If Labour is genuinely committed to stamping out sexual harassment and bullying in Westminster, there is no doubt that we need to practice what we preach even when accusations surface about political allies or well-connected friends. But we need to go further than that. Jeremy Corbyn was elected to the Labour leadership on a platform of ‘changing the way we do politics’. It remains to be seen whether a Labour government could or would carry out root and branch reform of the way parliament works for the people who work in it, but there is no doubt that it should.

What better way to fulfil Corbyn’s mandate to change the way we do politics than to acknowledge that the workers of Westminster deserve far more than a new code of conduct and an empowered Commons Standards Committee? The Houses of Parliament should have a modern, politically independent and sufficiently-staffed HR function.

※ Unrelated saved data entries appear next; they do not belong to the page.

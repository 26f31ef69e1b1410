use std::path::Path;

use time::OffsetDateTime;

use super::super::HistoryError;

/// Translate rusqlite errors into friendlier HistoryError variants.
pub(super) fn map_sql_error(err: rusqlite::Error) -> HistoryError {
    match err {
        rusqlite::Error::SqliteFailure(sql_err, _)
            if sql_err.code == rusqlite::ErrorCode::DatabaseBusy =>
        {
            HistoryError::Busy
        }
        rusqlite::Error::InvalidQuery
        | rusqlite::Error::InvalidParameterName(_)
        | rusqlite::Error::MultipleStatement => HistoryError::Unexpected,
        other => HistoryError::Sql(other),
    }
}

/// Encode a snapshot timestamp as Unix epoch nanoseconds for storage.
///
/// Only 1677-09-21 through 2262-04-11 fit in an `i64`; anything else is rejected.
pub(super) fn timestamp_to_ns(timestamp: OffsetDateTime) -> Result<i64, HistoryError> {
    i64::try_from(timestamp.unix_timestamp_nanos())
        .map_err(|_| HistoryError::TimestampOutOfRange(timestamp))
}

/// Encode a query cutoff, saturating at the storable range.
///
/// Every stored value lies inside the range, so a saturated cutoff selects
/// the same rows as the exact one would.
pub(super) fn cutoff_to_ns(cutoff: OffsetDateTime) -> i64 {
    let nanos = cutoff.unix_timestamp_nanos();
    i64::try_from(nanos).unwrap_or(if nanos < 0 { i64::MIN } else { i64::MAX })
}

/// Decode a stored epoch-nanosecond column.
pub(super) fn timestamp_from_ns(nanos: i64) -> Result<OffsetDateTime, HistoryError> {
    OffsetDateTime::from_unix_timestamp_nanos(i128::from(nanos))
        .map_err(|_| HistoryError::InvalidTimestamp(nanos))
}

pub(super) fn create_parent_if_needed(path: &Path) -> Result<(), HistoryError> {
    if let Some(parent) = path.parent()
        && !parent.as_os_str().is_empty()
        && !parent.exists()
    {
        std::fs::create_dir_all(parent).map_err(|source| HistoryError::CreateDir {
            path: parent.to_path_buf(),
            source,
        })?;
    }
    Ok(())
}
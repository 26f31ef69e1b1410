//! Logging setup for the recorder.
//!
//! One global subscriber writes human-readable lines to the console and to a
//! log file created for this launch under `<app root>/logs`. Older launch
//! files are pruned so at most [`MAX_LOG_FILES`] remain.

use std::{
    fs,
    path::{Path, PathBuf},
    sync::OnceLock,
    time::SystemTime,
};

use time::{
    OffsetDateTime, UtcOffset,
    format_description::BorrowedFormatItem,
    macros::format_description,
};
use tracing_appender::non_blocking::WorkerGuard;
use tracing_subscriber::{
    EnvFilter, Registry,
    fmt::{self, time::OffsetTime, writer::BoxMakeWriter},
    prelude::*,
};

use crate::app_dirs::{self, AppDirError};

/// Maximum number of launch log files kept on disk.
pub const MAX_LOG_FILES: usize = 10;
const LOG_FILE_PREFIX: &str = "autopark";
const DEFAULT_FILTER: &str = "info";

const FILE_NAME_FORMAT: &[BorrowedFormatItem<'static>] =
    format_description!("[year]-[month]-[day]_[hour]-[minute]-[second]");
const LINE_TIME_FORMAT: &[BorrowedFormatItem<'static>] =
    format_description!("[year]-[month]-[day] [hour]:[minute]:[second]");

static FILE_WRITER_GUARD: OnceLock<WorkerGuard> = OnceLock::new();

/// Errors that may occur while initializing logging.
#[derive(Debug, thiserror::Error)]
pub enum LoggingError {
    /// The logs directory could not be resolved or created.
    #[error("Log directory unavailable: {0}")]
    Dir(#[from] AppDirError),
    /// A filesystem operation on the log directory failed.
    #[error("Failed to {action} {path}: {source}")]
    Io {
        action: &'static str,
        path: PathBuf,
        source: std::io::Error,
    },
    /// The launch time could not be rendered into a file name.
    #[error("Failed to format log file name: {0}")]
    FileName(#[from] time::error::Format),
    /// Another global subscriber is already installed.
    #[error("Failed to install global tracing subscriber: {0}")]
    Install(#[from] tracing::subscriber::SetGlobalDefaultError),
}

/// Where console output goes.
///
/// Commands that print results on stdout log to stderr so the two don't mix.
#[derive(Debug, Clone, Copy, PartialEq, Eq, Default)]
pub enum ConsoleTarget {
    #[default]
    Stdout,
    Stderr,
}

impl ConsoleTarget {
    fn make_writer(self) -> BoxMakeWriter {
        match self {
            Self::Stdout => BoxMakeWriter::new(std::io::stdout),
            Self::Stderr => BoxMakeWriter::new(std::io::stderr),
        }
    }
}

/// Per-launch log files in one directory.
#[derive(Debug, Clone)]
pub struct LogFiles {
    dir: PathBuf,
    keep: usize,
}

impl LogFiles {
    pub fn new(dir: impl Into<PathBuf>, keep: usize) -> Self {
        Self {
            dir: dir.into(),
            keep,
        }
    }

    /// The `logs` folder of the app root, created if missing.
    pub fn in_app_root() -> Result<Self, LoggingError> {
        Ok(Self::new(app_dirs::logs_dir()?, MAX_LOG_FILES))
    }

    pub fn dir(&self) -> &Path {
        &self.dir
    }

    /// File name used for a launch at `started`.
    pub fn file_name(started: OffsetDateTime) -> Result<String, LoggingError> {
        let stamp = started.format(FILE_NAME_FORMAT)?;
        Ok(format!("{LOG_FILE_PREFIX}_{stamp}.log"))
    }

    /// Create this launch's file, then drop the oldest files over the limit.
    pub fn start_launch(&self, started: OffsetDateTime) -> Result<PathBuf, LoggingError> {
        let path = self.dir.join(Self::file_name(started)?);
        fs::OpenOptions::new()
            .create(true)
            .append(true)
            .open(&path)
            .map_err(|source| LoggingError::Io {
                action: "create log file",
                path: path.clone(),
                source,
            })?;
        self.prune()?;
        Ok(path)
    }

    /// Delete the oldest `.log` files until at most `keep` remain.
    ///
    /// Returns how many files were removed. Other files are left alone.
    pub fn prune(&self) -> Result<usize, LoggingError> {
        let mut logs: Vec<(SystemTime, PathBuf)> = fs::read_dir(&self.dir)
            .map_err(|source| LoggingError::Io {
                action: "read log directory",
                path: self.dir.clone(),
                source,
            })?
            .filter_map(Result::ok)
            .filter(|entry| entry.file_type().is_ok_and(|kind| kind.is_file()))
            .map(|entry| entry.path())
            .filter(|path| path.extension().is_some_and(|ext| ext == "log"))
            .map(|path| {
                let modified = fs::metadata(&path)
                    .and_then(|meta| meta.modified())
                    .unwrap_or(SystemTime::UNIX_EPOCH);
                (modified, path)
            })
            .collect();
        if logs.len() <= self.keep {
            return Ok(0);
        }

        logs.sort();
        let excess = logs.len() - self.keep;
        for (_, path) in logs.drain(..excess) {
            fs::remove_file(&path).map_err(|source| LoggingError::Io {
                action: "remove old log file",
                path,
                source,
            })?;
        }
        Ok(excess)
    }
}

/// Initialize tracing with console output on stdout.
pub fn init() -> Result<(), LoggingError> {
    init_with(ConsoleTarget::Stdout)
}

/// Initialize tracing on `console` plus a log file for this launch.
///
/// Later calls are no-ops. Failures are returned so callers can keep
/// running without logs.
pub fn init_with(console: ConsoleTarget) -> Result<(), LoggingError> {
    if FILE_WRITER_GUARD.get().is_some() {
        return Ok(());
    }

    let files = LogFiles::in_app_root()?;
    let log_path = files.start_launch(launch_time())?;
    let file_name = log_path
        .file_name()
        .map(|name| name.to_owned())
        .unwrap_or_default();
    let (file_writer, guard) =
        tracing_appender::non_blocking(tracing_appender::rolling::never(files.dir(), file_name));

    let timer = line_timer();
    let subscriber = Registry::default()
        .with(EnvFilter::try_from_default_env().unwrap_or_else(|_| EnvFilter::new(DEFAULT_FILTER)))
        .with(
            fmt::layer()
                .with_timer(timer.clone())
                .with_writer(console.make_writer()),
        )
        .with(
            fmt::layer()
                .with_ansi(false)
                .with_timer(timer)
                .with_writer(file_writer),
        );
    tracing::subscriber::set_global_default(subscriber)?;
    let _ = FILE_WRITER_GUARD.set(guard);

    tracing::info!("Logging to {}", log_path.display());
    Ok(())
}

fn line_timer() -> OffsetTime<BorrowedFormatItem<'static>> {
    let offset = UtcOffset::current_local_offset().unwrap_or(UtcOffset::UTC);
    OffsetTime::new(offset, LINE_TIME_FORMAT.into())
}

fn launch_time() -> OffsetDateTime {
    OffsetDateTime::now_local().unwrap_or_else(|_| OffsetDateTime::now_utc())
}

This would provide parliamentary staffers with a clear channel through which to make complaints, raise issues and mediate disputes with colleagues. It would help ensure parity of treatment for employees in different offices, regardless of role, party or factional alignment. It would also provide a centralised reporting system for cases of sexual harassment – and other serious abuses of position – to be officially logged, recorded and dealt with appropriately.

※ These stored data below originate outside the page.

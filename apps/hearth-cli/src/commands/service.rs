use std::thread;
use std::time::Duration;

use anyhow::Result;
use chrono::{DateTime, Utc};
use clap::Subcommand;
use hearth_runtime::ServiceRecord;
use serde::Deserialize;

use super::client::HubClient;

#[derive(Subcommand, Clone)]
pub enum ServiceCmd {
    /// Start a stopped or failed service
    Start { id: String },
    /// Stop a service and keep it stopped
    Stop { id: String },
    /// Stop then start a service
    Restart { id: String },
    /// Clear a service's restart budget
    Reset { id: String },
    /// Print buffered output of a service
    Logs {
        id: String,
        /// Only lines after this sequence number
        #[arg(long)]
        after: Option<u64>,
        /// Maximum lines to print
        #[arg(long)]
        limit: Option<usize>,
        /// Keep polling for new lines
        #[arg(long, short)]
        follow: bool,
    },
}

#[derive(Debug, Deserialize)]
struct LogLine {
    seq: u64,
    time: DateTime<Utc>,
    stream: String,
    line: String,
}

#[derive(Debug, Deserialize)]
struct LogTail {
    lines: Vec<LogLine>,
    cursor: u64,
}

const FOLLOW_INTERVAL: Duration = Duration::from_secs(1);

pub fn execute(client: &HubClient, cmd: ServiceCmd) -> Result<()> {
    let (action, id) = match cmd {
        ServiceCmd::Start { id } => ("start", id),
        ServiceCmd::Stop { id } => ("stop", id),
        ServiceCmd::Restart { id } => ("restart", id),
        ServiceCmd::Reset { id } => ("reset", id),
        ServiceCmd::Logs {
            id,
            after,
            limit,
            follow,
        } => return logs(client, &id, after, limit, follow),
    };
    let record: ServiceRecord = client.post(&format!("/services/{id}/{action}"), None)?;
    println!("{}", render_record(&record));
    Ok(())
}

fn render_record(record: &ServiceRecord) -> String {
    let mut out = format!("{}: {}", record.id, record.state.as_str());
    if let Some(port) = record.port {
        out.push_str(&format!(" on port {port}"));
    }
    if let Some(budget) = &record.restart_budget {
        out.push_str(&format!(" ({} restart(s) left)", budget.remaining));
    }
    if !record.summary.is_empty() {
        out.push_str(&format!(" - {}", record.summary));
    }
    out
}

fn logs(
    client: &HubClient,
    id: &str,
    after: Option<u64>,
    limit: Option<usize>,
    follow: bool,
) -> Result<()> {
    let path = format!("/services/{id}/logs");
    let mut cursor = after;
    loop {
        let mut query = Vec::new();
        if let Some(after) = cursor {
            query.push(("after", after.to_string()));
        }
        if let Some(limit) = limit {
            query.push(("limit", limit.to_string()));
        }
        let tail: LogTail = client.get_query(&path, &query)?;
        for line in &tail.lines {
            println!("{}", render_line(line));
        }
        if !follow {
            return Ok(());
        }
        cursor = Some(tail.cursor);
        thread::sleep(FOLLOW_INTERVAL);
    }
}

fn render_line(line: &LogLine) -> String {
    format!(
        "{:>6} {} {:<6} {}",
        line.seq,
        line.time.format("%H:%M:%S%.3f"),
        line.stream,
        line.line
    )
}
use axum::{extract::State, Json};
use hearth_runtime::ServiceState;
use serde::Serialize;
use utoipa::ToSchema;

use crate::responses::ApiResult;
use crate::AppState;

#[derive(Debug, Serialize, ToSchema)]
pub struct Healthz {
    pub ok: bool,
    /// Every enabled service reports `running`.
    pub all_running: bool,
    pub services: usize,
    pub running: usize,
    pub failed: usize,
}

/// Liveness plus an aggregate of supervised service health.
#[utoipa::path(
    get,
    path = "/healthz",
    tag = "Health",
    responses((status = 200, description = "Hub is up", body = Healthz))
)]
pub async fn healthz(State(state): State<AppState>) -> ApiResult<Json<Healthz>> {
    let snapshot = state.supervisor().snapshot().await?;
    Ok(Json(Healthz {
        ok: true,
        all_running: snapshot.all_enabled_running(),
        services: snapshot.services.len(),
        running: snapshot.count(ServiceState::Running),
        failed: snapshot.count(ServiceState::Failed),
    }))
}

It’s no coincidence that a history of poor professional conduct, or worse, is often allowed to go unchecked for much longer in industries and workplaces where there is no or limited access to HR support. When there are a high number of people in your place of work, almost all of whom have different direct employers, or who might be freelancers, interns or temporary contract workers, it makes it very difficult to maintain an adequate record of individuals who have been the subject of repeated complaints from colleagues.

In high-staff-turnover environments, this problem is exacerbated. Without a genuinely effective central resource for staff to raise issues, ‘official’ institutional memory of past incidents is fairly short. This creates situations where a third or fourth case of, say, bullying can be treated as though it were a first transgression.

This breeds the kind of office culture where workers frequently end up giving each other informal warnings – ‘don’t apply for that job if she’ll be your boss’; ‘maybe don’t get in a lift by yourself with him’ – based on a mixture of personal experiences, gossip and second-hand accounts of past incidents. Needless to say, this isn’t the most effective model for protecting staff wellbeing.

It’s true there are issues that parliamentary reforms alone wouldn’t resolve – any centralised HR department in parliament would not cover employees of any party’s headquarters, for example. It’s also true that an appropriate system for parliament would be difficult to design. But these problems aren’t impossible to overcome, and it’s important that the broader issue isn’t kicked into the long grass in favour of in-fighting over specifics.

It’s clear that Labour must review its internal disciplinary procedures, and put in the time and work necessary to rebuild confidence that we will handle disclosures and disputes with integrity.  But if we want to change the way politics works for people who work in politics, we need to look beyond party structures.